Simply the answer according to my reading and understanding to this thread and #remus-rusanu answer is based on this simple scenario:
There are two transactions A and B.
Transaction B is reading Table X
Transaction A is writing in table X
Transaction B is reading again in Table X.
ReadUncommitted: Transaction B can read uncommitted data from Transaction A and it could see different rows based on B writing. No lock at all
ReadCommitted: Transaction B can read ONLY committed data from Transaction A and it could see different rows based on COMMITTED only B writing. could we call it Simple Lock?

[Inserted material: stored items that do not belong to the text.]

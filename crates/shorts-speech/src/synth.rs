//! Speech synthesis backends.

use async_trait::async_trait;
use reqwest::Client;
use std::path::Path;
use std::sync::Arc;
use std::time::Duration;
use tracing::{debug, warn};

#[cfg(test)]
use mockall::automock;

use shorts_media::{CommandRunner, MediaError};
use shorts_models::ProsodyPreset;

use crate::error::{SpeechError, SpeechResult};
use crate::ssml::build_ssml;

/// Audio format requested from SSML endpoints.
pub const SSML_OUTPUT_FORMAT: &str = "audio-24khz-48kbitrate-mono-mp3";

/// One narration line to synthesize.
#[derive(Debug, Clone, PartialEq)]
pub struct SynthesisRequest {
    pub text: String,
    pub voice: String,
    pub locale: String,
    pub prosody: ProsodyPreset,
}

/// Turns text into an audio file.
#[cfg_attr(test, automock)]
#[async_trait]
pub trait SpeechSynthesizer: Send + Sync {
    /// Write narration audio for `request` to `output`.
    async fn synthesize(
        &self,
        request: &SynthesisRequest,
        output: &Path,
        timeout: Duration,
    ) -> SpeechResult<()>;
}

/// Synthesizer driving the `edge-tts` command line tool.
pub struct EdgeTtsSynthesizer {
    runner: Arc<dyn CommandRunner>,
}

impl EdgeTtsSynthesizer {
    pub fn new(runner: Arc<dyn CommandRunner>) -> Self {
        Self { runner }
    }

    pub fn build_args(request: &SynthesisRequest, output: &Path) -> Vec<String> {
        vec![
            "--voice".to_string(),
            request.voice.clone(),
            format!("--rate={}", request.prosody.rate()),
            format!("--pitch={}", request.prosody.pitch()),
            format!("--volume={}", request.prosody.volume()),
            "--text".to_string(),
            request.text.trim().to_string(),
            "--write-media".to_string(),
            output.to_string_lossy().into_owned(),
        ]
    }
}

#[async_trait]
impl SpeechSynthesizer for EdgeTtsSynthesizer {
    async fn synthesize(
        &self,
        request: &SynthesisRequest,
        output: &Path,
        timeout: Duration,
    ) -> SpeechResult<()> {
        let args = Self::build_args(request, output);
        let result = self
            .runner
            .run("edge-tts", &args, timeout)
            .await
            .map_err(|e| match e {
                MediaError::Timeout(secs) => SpeechError::Timeout(secs),
                MediaError::ToolNotFound(tool) => {
                    SpeechError::ServiceUnavailable(format!("{} not installed", tool))
                }
                other => SpeechError::Media(other),
            })?;

        if !result.success() {
            return Err(SpeechError::SynthesisFailed(format!(
                "edge-tts exited with {:?}: {}",
                result.exit_code,
                result.stderr_tail(500)
            )));
        }

        Ok(())
    }
}

/// Synthesizer posting SSML documents to an HTTP endpoint that answers with
/// raw audio bytes.
pub struct SsmlHttpSynthesizer {
    http: Client,
    endpoint: String,
    max_retries: u32,
}

impl SsmlHttpSynthesizer {
    pub fn new(endpoint: impl Into<String>, max_retries: u32) -> SpeechResult<Self> {
        let http = Client::builder().build().map_err(SpeechError::Network)?;
        Ok(Self {
            http,
            endpoint: endpoint.into(),
            max_retries,
        })
    }

    async fn post_once(&self, ssml: &str, timeout: Duration) -> SpeechResult<Vec<u8>> {
        let response = self
            .http
            .post(&self.endpoint)
            .timeout(timeout)
            .header("Content-Type", "application/ssml+xml")
            .header("X-Microsoft-OutputFormat", SSML_OUTPUT_FORMAT)
            .body(ssml.to_string())
            .send()
            .await
            .map_err(|e| {
                if e.is_timeout() {
                    SpeechError::Timeout(timeout.as_secs())
                } else {
                    SpeechError::Network(e)
                }
            })?;

        let status = response.status();
        if status.is_server_error() || status.as_u16() == 429 {
            return Err(SpeechError::ServiceUnavailable(format!(
                "TTS endpoint returned {}",
                status
            )));
        }
        if !status.is_success() {
            let body = response.text().await.unwrap_or_default();
            return Err(SpeechError::SynthesisFailed(format!(
                "TTS endpoint returned {}: {}",
                status, body
            )));
        }

        Ok(response.bytes().await?.to_vec())
    }
}

#[async_trait]
impl SpeechSynthesizer for SsmlHttpSynthesizer {
    async fn synthesize(
        &self,
        request: &SynthesisRequest,
        output: &Path,
        timeout: Duration,
    ) -> SpeechResult<()> {
        let ssml = build_ssml(&request.text, &request.voice, &request.locale, &request.prosody);
        debug!("Posting {} bytes of SSML to {}", ssml.len(), self.endpoint);

        let mut attempt = 0;
        let audio = loop {
            match self.post_once(&ssml, timeout).await {
                Ok(audio) => break audio,
                Err(e) if e.is_retryable() && attempt < self.max_retries => {
                    let delay = Duration::from_millis(500 * 2u64.pow(attempt));
                    warn!(
                        "TTS request failed (attempt {}), retrying in {:?}: {}",
                        attempt + 1,
                        delay,
                        e
                    );
                    tokio::time::sleep(delay).await;
                    attempt += 1;
                }
                Err(e) => return Err(e),
            }
        };

        tokio::fs::write(output, &audio).await?;
        Ok(())
    }
}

RepeatableRead: Transaction B will read the same data (rows) whatever Transaction A is doing. But Transaction A can change other rows. Rows level Block
Serialisable: Transaction B will read the same rows as before and Transaction A cannot read or write in the table. Table-level Block
Snapshot: every Transaction has its own copy and they are working on it. Each one has its own view
Old question which has an accepted answer already, but I like to think of these two isolation levels in terms of how they change the locking behavior in SQL Server. This might be helpful for those who are debugging deadlocks like I was.
READ COMMITTED (default)
Shared locks are taken in the SELECT and then released when the SELECT statement completes. This is how the system can guarantee that there are no dirty reads of uncommitted data. Other transactions can still change the underlying rows after your SELECT completes and before your transaction completes.
REPEATABLE READ
Shared locks are taken in the SELECT and then released only after the transaction completes. This is how the system can guarantee that the values you read will not change during the transaction (because they remain locked until the transaction finishes).
Trying to explain this doubt with simple diagrams.
Read Committed: Here in this isolation level, Transaction T1 will be reading the updated value of the X committed by Transaction T2.
Repeatable Read: In this isolation level, Transaction T1 will not consider the changes committed by the Transaction T2.
I think this picture can also be useful, it helps me as a reference when I want to quickly remember the differences between isolation levels (thanks to kudvenkat on youtube)
Please note that, the repeatable in repeatable read regards to a tuple, but not to the entire table. In ANSC isolation levels, phantom read anomaly can occur, which means read a table with the same where clause twice may return different return different result sets. Literally, it's not repeatable.
My observation on initial accepted solution.
Under RR (default mysql) - If a tx is open and a SELECT has been fired, another tx can NOT delete any row belonging to previous READ result set until previous tx is committed (in fact delete statement in the new tx will just hang), however the next tx can delete all rows from the table without any trouble. Btw, a next READ in previous tx will still see the old data until it is committed.